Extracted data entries

[Start of section]

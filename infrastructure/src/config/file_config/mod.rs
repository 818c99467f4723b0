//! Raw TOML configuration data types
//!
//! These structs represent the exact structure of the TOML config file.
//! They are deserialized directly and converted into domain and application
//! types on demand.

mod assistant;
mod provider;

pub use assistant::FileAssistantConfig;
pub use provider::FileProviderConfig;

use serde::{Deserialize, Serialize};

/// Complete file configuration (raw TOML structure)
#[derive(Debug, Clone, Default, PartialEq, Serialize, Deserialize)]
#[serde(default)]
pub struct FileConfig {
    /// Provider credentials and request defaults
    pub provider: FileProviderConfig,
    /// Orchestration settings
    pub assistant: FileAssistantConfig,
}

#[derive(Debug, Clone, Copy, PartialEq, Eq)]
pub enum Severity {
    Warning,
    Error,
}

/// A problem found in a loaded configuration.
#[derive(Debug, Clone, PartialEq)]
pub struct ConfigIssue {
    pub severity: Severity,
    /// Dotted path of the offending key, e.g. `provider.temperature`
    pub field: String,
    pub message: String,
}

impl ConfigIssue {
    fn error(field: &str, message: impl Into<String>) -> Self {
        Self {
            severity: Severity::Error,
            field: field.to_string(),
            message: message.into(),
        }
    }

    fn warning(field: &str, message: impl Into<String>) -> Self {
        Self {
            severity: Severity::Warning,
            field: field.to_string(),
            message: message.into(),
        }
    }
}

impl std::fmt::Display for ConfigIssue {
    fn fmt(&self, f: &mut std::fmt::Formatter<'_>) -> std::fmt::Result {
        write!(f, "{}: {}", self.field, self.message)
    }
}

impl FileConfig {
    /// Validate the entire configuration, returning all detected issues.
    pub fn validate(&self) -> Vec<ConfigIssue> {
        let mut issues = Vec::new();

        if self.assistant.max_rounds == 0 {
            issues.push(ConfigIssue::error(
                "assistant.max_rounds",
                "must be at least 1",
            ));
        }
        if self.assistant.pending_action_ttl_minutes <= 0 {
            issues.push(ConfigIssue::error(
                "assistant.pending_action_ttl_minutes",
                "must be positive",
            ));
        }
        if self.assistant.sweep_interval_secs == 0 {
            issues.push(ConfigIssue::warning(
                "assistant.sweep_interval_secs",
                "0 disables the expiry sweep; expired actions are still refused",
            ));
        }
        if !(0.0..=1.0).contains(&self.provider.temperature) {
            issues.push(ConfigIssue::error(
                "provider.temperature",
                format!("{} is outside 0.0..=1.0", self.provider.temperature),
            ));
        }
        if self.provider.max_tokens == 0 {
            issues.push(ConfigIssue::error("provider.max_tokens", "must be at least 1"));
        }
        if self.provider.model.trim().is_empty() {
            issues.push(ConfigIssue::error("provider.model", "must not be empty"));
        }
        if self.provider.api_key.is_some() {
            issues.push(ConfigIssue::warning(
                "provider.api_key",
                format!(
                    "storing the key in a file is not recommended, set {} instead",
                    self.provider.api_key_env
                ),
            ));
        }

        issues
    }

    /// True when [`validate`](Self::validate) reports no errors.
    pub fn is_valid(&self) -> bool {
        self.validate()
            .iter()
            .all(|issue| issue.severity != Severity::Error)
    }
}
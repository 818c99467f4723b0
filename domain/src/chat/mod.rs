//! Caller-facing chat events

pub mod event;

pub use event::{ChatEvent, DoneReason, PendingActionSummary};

[End of section]
[Start of section]

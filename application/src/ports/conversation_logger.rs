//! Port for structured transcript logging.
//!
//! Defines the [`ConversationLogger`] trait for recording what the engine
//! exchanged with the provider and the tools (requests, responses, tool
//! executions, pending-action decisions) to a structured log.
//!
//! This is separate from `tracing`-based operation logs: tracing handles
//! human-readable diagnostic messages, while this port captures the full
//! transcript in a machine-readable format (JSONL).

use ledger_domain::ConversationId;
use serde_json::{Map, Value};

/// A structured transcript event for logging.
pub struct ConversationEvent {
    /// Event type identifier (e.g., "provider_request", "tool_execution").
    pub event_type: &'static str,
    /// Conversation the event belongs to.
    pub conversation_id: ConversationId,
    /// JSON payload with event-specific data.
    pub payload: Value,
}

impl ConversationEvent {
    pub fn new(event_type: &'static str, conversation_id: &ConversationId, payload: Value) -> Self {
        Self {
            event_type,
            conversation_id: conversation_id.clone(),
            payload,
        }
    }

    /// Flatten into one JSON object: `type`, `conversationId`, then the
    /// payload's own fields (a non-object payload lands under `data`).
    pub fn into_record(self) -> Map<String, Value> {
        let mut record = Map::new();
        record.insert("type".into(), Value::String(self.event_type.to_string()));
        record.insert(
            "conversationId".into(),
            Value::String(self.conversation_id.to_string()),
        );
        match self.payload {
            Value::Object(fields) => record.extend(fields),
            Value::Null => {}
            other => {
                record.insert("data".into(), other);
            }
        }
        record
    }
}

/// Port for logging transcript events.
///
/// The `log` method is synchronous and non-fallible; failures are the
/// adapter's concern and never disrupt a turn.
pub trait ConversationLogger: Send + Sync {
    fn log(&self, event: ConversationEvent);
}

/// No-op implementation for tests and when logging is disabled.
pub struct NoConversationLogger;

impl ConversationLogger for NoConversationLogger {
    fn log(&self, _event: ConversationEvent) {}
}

[End of section]

Action item —
Which lines of the records above hold the word "with"? Copy each one out.

Reply —
//! exchanged with the provider and the tools (requests, responses, tool
    /// JSON payload with event-specific data.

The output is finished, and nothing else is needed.